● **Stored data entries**
◆ ◆ ◆ ◆
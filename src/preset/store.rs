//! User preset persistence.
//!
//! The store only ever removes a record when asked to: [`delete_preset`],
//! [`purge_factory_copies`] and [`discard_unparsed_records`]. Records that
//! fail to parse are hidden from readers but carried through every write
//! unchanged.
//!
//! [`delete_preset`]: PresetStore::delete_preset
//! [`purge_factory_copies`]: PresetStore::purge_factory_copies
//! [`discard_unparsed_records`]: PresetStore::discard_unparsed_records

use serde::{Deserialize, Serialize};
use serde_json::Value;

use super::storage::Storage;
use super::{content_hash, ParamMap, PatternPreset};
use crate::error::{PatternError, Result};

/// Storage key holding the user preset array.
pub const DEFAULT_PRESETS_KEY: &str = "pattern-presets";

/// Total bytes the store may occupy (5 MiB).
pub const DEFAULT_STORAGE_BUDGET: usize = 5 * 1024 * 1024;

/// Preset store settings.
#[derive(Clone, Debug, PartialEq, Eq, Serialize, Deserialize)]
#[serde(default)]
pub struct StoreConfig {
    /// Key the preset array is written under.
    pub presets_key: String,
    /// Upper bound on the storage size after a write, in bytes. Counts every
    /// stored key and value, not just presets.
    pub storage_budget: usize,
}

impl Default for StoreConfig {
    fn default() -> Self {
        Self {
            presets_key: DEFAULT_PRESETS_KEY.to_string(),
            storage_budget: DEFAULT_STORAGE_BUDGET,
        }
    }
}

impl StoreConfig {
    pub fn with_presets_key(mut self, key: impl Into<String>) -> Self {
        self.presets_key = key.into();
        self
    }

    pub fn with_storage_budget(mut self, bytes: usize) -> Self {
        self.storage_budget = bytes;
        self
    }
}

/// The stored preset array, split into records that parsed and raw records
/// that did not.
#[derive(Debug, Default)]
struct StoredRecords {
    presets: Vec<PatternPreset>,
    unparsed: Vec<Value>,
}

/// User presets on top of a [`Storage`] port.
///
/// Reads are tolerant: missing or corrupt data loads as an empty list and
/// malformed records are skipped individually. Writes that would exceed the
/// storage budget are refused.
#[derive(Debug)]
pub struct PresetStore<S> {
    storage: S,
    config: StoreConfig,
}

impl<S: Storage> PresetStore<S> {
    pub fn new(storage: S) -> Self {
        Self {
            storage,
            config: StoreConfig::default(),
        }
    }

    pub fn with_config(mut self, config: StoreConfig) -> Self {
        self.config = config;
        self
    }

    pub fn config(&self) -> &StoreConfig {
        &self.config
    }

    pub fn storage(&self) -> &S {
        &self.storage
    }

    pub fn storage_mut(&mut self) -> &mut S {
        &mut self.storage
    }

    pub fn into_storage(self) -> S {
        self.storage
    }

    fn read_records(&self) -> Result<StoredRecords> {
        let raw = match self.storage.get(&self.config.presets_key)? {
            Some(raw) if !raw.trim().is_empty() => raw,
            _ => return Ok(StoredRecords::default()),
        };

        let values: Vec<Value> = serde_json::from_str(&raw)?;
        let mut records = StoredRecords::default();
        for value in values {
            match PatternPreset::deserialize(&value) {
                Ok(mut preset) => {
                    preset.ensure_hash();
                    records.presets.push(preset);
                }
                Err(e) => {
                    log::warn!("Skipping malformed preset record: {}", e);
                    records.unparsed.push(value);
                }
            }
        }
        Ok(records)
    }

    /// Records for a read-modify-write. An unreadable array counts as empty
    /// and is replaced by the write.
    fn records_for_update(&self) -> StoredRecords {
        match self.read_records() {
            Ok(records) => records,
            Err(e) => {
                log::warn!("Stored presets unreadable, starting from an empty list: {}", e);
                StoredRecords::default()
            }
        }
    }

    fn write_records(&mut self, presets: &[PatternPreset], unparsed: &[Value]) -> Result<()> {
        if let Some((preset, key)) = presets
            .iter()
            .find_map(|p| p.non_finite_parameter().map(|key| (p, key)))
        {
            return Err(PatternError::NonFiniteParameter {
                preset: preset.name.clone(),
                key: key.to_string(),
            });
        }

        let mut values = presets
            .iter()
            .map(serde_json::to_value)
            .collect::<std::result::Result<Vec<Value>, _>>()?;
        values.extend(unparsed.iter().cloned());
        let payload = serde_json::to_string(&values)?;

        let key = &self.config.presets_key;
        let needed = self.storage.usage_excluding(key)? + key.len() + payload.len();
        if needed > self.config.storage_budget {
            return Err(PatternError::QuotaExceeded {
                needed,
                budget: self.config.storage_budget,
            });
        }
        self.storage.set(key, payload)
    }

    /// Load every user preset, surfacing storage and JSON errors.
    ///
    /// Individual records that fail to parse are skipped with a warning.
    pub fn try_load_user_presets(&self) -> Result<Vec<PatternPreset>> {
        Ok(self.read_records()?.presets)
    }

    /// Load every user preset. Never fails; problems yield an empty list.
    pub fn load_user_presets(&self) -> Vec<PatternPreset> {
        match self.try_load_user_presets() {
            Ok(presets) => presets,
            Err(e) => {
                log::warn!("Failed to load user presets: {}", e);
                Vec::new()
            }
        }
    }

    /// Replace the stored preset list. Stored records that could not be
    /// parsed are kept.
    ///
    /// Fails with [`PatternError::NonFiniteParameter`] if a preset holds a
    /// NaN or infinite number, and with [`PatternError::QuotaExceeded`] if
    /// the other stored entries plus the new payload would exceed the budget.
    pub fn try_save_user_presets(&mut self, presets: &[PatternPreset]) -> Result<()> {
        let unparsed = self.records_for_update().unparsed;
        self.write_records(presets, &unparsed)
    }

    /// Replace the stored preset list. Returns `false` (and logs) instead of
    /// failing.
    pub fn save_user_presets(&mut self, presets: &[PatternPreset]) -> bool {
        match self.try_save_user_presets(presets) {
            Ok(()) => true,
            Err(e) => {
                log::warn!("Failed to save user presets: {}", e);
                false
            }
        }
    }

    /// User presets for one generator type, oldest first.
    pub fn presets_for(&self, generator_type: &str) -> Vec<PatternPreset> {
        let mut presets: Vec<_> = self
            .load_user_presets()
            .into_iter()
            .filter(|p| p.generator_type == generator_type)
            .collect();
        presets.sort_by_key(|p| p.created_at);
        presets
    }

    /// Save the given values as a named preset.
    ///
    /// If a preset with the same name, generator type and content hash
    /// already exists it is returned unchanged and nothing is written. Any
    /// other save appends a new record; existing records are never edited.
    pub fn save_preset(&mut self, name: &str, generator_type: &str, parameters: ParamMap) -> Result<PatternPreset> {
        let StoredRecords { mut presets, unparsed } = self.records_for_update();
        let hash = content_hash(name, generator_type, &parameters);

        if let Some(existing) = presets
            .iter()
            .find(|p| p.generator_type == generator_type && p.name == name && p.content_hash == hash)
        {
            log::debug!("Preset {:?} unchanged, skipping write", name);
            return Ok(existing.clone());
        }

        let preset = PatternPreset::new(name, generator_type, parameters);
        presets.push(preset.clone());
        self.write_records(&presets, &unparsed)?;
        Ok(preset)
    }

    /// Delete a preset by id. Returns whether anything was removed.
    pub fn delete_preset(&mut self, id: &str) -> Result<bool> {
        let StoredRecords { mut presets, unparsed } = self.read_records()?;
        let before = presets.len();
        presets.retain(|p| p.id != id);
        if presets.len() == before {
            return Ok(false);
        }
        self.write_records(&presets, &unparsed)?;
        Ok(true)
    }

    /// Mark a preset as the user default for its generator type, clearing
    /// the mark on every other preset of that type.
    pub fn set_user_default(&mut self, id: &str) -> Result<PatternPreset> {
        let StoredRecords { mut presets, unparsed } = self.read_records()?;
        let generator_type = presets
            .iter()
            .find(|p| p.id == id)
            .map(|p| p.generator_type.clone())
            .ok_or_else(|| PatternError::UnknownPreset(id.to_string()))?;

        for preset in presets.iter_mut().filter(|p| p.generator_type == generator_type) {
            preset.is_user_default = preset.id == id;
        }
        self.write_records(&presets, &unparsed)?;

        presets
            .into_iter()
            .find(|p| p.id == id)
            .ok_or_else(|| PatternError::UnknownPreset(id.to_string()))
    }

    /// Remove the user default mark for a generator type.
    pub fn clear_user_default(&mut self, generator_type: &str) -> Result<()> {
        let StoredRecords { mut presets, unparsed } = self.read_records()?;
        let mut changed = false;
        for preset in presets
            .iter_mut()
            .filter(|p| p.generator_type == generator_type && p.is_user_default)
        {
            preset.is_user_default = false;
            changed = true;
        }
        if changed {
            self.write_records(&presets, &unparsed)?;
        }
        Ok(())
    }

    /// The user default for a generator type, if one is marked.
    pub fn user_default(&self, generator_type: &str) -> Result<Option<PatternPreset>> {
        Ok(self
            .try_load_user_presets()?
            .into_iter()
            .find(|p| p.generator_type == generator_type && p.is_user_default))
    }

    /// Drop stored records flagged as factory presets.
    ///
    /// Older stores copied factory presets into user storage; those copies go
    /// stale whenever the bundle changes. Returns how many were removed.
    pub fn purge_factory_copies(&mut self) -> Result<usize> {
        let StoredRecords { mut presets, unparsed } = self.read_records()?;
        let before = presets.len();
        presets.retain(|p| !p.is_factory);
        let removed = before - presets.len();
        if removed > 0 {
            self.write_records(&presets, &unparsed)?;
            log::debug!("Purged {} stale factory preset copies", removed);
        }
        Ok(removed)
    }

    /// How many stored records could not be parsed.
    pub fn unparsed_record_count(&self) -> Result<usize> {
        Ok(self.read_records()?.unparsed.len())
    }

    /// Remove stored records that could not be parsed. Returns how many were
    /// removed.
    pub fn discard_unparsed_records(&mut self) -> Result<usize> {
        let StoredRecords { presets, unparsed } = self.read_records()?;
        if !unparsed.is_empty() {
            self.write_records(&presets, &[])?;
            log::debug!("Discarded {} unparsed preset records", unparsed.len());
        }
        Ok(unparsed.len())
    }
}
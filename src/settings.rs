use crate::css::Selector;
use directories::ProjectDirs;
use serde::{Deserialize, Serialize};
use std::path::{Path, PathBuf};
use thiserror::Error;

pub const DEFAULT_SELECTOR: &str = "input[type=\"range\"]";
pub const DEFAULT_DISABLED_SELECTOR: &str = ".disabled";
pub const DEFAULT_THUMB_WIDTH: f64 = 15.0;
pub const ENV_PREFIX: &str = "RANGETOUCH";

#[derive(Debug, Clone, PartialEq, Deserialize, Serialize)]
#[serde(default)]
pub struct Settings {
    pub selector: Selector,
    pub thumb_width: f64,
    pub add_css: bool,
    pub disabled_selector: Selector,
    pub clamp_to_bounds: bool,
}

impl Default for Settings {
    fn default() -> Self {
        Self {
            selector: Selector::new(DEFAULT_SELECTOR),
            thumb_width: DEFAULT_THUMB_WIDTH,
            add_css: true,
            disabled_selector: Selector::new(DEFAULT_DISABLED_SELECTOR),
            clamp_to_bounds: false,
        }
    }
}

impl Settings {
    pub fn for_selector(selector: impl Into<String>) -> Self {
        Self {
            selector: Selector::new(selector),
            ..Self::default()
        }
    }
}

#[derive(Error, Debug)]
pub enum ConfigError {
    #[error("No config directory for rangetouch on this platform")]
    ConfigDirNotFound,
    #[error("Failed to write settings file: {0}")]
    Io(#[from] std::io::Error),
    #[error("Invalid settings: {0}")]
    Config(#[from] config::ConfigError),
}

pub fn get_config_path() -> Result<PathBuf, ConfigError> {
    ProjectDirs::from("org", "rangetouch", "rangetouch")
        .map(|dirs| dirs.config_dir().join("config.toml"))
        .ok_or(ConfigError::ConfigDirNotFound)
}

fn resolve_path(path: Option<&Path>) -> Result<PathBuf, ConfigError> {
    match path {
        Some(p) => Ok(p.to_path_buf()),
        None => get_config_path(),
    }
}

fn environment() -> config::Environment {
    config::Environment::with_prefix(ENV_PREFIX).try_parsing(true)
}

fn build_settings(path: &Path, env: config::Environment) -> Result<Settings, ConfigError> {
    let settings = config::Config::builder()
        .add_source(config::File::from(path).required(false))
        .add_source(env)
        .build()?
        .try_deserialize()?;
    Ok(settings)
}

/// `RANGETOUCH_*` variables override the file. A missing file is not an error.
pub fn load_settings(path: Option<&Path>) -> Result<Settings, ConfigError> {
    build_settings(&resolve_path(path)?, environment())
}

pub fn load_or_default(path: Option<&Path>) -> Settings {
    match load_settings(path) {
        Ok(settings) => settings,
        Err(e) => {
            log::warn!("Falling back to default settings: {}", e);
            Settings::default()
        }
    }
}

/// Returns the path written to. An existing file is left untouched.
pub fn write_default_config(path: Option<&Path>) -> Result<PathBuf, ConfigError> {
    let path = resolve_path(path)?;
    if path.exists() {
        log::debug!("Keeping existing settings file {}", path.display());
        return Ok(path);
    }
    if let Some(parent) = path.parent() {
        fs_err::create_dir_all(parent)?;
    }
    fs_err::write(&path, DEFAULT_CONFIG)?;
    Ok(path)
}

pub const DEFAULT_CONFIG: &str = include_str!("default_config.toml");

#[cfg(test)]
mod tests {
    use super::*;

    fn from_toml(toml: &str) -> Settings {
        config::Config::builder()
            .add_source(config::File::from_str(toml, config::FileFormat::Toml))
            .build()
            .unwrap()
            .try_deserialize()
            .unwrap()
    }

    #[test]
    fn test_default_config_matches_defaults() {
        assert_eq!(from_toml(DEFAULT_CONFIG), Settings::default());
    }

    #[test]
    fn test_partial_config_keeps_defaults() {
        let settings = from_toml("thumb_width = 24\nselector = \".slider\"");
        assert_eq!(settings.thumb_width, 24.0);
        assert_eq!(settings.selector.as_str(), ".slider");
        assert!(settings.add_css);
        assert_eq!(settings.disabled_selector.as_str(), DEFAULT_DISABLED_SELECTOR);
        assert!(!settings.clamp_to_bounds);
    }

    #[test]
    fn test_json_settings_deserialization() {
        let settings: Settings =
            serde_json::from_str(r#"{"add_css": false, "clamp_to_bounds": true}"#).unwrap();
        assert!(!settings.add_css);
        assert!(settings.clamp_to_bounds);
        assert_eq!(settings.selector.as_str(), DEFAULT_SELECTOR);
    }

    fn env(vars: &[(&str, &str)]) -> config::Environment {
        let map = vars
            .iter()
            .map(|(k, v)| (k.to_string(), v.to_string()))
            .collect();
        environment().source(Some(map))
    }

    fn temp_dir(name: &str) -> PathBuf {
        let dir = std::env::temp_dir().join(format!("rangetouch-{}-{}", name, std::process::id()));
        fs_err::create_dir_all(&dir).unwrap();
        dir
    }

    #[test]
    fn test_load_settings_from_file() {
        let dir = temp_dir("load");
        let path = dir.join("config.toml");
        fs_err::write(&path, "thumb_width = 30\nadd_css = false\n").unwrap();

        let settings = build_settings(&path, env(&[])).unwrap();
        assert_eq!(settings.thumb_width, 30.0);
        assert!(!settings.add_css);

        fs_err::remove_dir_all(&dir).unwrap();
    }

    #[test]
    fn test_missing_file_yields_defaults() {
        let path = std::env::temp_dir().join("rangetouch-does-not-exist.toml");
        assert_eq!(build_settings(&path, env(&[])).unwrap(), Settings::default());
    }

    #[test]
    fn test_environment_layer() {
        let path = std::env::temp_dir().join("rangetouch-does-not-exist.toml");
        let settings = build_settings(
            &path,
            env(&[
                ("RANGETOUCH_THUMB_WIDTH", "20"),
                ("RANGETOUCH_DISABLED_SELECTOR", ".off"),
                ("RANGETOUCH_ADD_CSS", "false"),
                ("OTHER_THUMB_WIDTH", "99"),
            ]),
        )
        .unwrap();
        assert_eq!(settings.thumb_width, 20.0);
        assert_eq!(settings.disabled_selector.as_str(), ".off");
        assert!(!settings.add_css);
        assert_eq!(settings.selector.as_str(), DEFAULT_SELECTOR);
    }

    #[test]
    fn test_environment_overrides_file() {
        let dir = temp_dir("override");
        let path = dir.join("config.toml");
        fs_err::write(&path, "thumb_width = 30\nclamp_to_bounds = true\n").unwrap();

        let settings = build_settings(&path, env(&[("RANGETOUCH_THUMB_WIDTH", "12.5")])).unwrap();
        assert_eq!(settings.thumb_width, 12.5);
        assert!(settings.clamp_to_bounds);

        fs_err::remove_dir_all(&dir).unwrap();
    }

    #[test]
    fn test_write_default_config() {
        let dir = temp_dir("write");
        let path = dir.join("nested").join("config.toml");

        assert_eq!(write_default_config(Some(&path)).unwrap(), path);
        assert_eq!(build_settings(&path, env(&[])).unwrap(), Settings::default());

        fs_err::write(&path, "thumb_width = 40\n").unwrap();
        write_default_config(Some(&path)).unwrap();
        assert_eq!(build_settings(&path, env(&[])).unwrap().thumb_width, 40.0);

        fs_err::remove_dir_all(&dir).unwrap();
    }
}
◆ ◆ ◆ ◆
● **Try it**
Exactly as they appear above, output the lines of the data from the first through the one that contains "occupy (5 MiB).", and only those lines.

● **Output for this exercise**
filename src/preset/store.rs
//! User preset persistence.
//!
//! The store only ever removes a record when asked to: [`delete_preset`],
//! [`purge_factory_copies`] and [`discard_unparsed_records`]. Records that
//! fail to parse are hidden from readers but carried through every write
//! unchanged.
//!
//! [`delete_preset`]: PresetStore::delete_preset
//! [`purge_factory_copies`]: PresetStore::purge_factory_copies
//! [`discard_unparsed_records`]: PresetStore::discard_unparsed_records

use serde::{Deserialize, Serialize};
use serde_json::Value;

use super::storage::Storage;
use super::{content_hash, ParamMap, PatternPreset};
use crate::error::{PatternError, Result};

/// Storage key holding the user preset array.
pub const DEFAULT_PRESETS_KEY: &str = "pattern-presets";

/// Total bytes the store may occupy (5 MiB).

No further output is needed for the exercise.